What this task involves: Please return the lines of the data below, word for word, from the first line through the line containing "use thiserror::Error;".

Input material:
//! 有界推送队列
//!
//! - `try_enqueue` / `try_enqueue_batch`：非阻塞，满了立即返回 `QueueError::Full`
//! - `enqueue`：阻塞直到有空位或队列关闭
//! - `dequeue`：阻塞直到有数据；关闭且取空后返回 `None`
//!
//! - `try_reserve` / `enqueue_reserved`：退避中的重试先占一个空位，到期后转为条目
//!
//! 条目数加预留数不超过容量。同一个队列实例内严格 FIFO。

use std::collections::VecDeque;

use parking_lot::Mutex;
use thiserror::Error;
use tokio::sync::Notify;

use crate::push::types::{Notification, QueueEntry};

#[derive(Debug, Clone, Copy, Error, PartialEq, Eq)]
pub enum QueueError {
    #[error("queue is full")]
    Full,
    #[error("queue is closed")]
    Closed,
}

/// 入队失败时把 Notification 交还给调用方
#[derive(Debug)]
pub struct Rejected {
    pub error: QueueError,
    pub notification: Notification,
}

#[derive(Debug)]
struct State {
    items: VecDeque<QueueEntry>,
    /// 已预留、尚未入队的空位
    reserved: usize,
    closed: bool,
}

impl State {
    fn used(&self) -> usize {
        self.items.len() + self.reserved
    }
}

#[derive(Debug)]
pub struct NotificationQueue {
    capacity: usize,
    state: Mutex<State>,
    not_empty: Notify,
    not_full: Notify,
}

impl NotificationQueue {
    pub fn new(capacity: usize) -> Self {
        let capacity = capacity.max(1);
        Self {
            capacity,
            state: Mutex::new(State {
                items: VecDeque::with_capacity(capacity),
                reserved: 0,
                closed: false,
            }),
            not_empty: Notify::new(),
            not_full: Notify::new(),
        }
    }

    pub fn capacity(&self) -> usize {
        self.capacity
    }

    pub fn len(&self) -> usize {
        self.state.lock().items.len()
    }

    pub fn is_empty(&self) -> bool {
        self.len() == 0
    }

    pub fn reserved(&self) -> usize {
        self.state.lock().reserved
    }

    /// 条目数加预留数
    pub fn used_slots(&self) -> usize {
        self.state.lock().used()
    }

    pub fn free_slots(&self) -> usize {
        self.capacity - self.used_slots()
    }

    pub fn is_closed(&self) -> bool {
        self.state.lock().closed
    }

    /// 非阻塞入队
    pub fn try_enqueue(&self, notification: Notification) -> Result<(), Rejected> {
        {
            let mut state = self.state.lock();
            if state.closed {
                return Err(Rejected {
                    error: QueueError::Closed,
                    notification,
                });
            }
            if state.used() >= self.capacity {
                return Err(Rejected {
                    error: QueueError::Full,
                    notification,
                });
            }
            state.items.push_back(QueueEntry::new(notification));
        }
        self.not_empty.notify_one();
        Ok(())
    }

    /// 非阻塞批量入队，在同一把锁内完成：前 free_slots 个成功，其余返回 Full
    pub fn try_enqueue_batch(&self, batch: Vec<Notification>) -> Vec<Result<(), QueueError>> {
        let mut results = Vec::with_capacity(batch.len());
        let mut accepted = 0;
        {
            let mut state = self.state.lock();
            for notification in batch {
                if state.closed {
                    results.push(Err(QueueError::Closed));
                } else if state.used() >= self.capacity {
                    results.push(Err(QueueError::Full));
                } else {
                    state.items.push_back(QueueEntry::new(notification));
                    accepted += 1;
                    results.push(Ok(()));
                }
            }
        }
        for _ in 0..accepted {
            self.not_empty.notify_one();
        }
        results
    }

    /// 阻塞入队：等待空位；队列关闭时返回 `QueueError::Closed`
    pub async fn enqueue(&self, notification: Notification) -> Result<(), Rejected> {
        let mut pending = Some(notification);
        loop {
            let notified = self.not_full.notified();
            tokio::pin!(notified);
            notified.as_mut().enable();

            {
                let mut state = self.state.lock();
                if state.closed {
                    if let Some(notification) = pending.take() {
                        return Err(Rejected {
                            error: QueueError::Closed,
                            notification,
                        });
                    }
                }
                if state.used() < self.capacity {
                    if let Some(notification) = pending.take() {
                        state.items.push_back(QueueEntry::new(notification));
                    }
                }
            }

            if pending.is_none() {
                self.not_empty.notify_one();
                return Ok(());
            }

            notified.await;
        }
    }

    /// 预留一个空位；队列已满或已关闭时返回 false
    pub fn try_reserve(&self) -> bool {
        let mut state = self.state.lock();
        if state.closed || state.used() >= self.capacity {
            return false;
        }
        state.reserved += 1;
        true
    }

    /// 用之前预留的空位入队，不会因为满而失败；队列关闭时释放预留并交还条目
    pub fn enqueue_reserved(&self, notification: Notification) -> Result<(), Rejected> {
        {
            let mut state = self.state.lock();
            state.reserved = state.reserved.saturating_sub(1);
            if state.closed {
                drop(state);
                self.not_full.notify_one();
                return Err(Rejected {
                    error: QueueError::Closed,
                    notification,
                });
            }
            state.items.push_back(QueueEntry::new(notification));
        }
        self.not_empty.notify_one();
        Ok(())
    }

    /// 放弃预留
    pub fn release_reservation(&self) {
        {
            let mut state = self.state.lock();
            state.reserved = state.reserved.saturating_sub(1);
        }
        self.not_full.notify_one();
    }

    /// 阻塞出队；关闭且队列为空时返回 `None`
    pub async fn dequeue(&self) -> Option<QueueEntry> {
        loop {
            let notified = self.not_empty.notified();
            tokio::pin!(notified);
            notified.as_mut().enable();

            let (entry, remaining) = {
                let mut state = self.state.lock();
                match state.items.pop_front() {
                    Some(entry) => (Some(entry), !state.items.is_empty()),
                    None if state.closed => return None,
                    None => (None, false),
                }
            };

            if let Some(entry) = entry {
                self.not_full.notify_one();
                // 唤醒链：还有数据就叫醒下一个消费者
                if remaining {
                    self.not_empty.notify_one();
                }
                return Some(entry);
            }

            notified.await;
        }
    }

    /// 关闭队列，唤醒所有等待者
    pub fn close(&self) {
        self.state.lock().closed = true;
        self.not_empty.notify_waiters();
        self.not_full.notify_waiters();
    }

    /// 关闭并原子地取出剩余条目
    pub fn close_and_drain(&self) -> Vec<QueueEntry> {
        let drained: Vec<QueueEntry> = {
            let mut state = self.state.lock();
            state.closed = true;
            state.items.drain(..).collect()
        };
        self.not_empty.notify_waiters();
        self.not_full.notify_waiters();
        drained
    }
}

Result for this task:
//! 有界推送队列
//!
//! - `try_enqueue` / `try_enqueue_batch`：非阻塞，满了立即返回 `QueueError::Full`
//! - `enqueue`：阻塞直到有空位或队列关闭
//! - `dequeue`：阻塞直到有数据；关闭且取空后返回 `None`
//!
//! - `try_reserve` / `enqueue_reserved`：退避中的重试先占一个空位，到期后转为条目
//!
//! 条目数加预留数不超过容量。同一个队列实例内严格 FIFO。

use std::collections::VecDeque;

use parking_lot::Mutex;
use thiserror::Error;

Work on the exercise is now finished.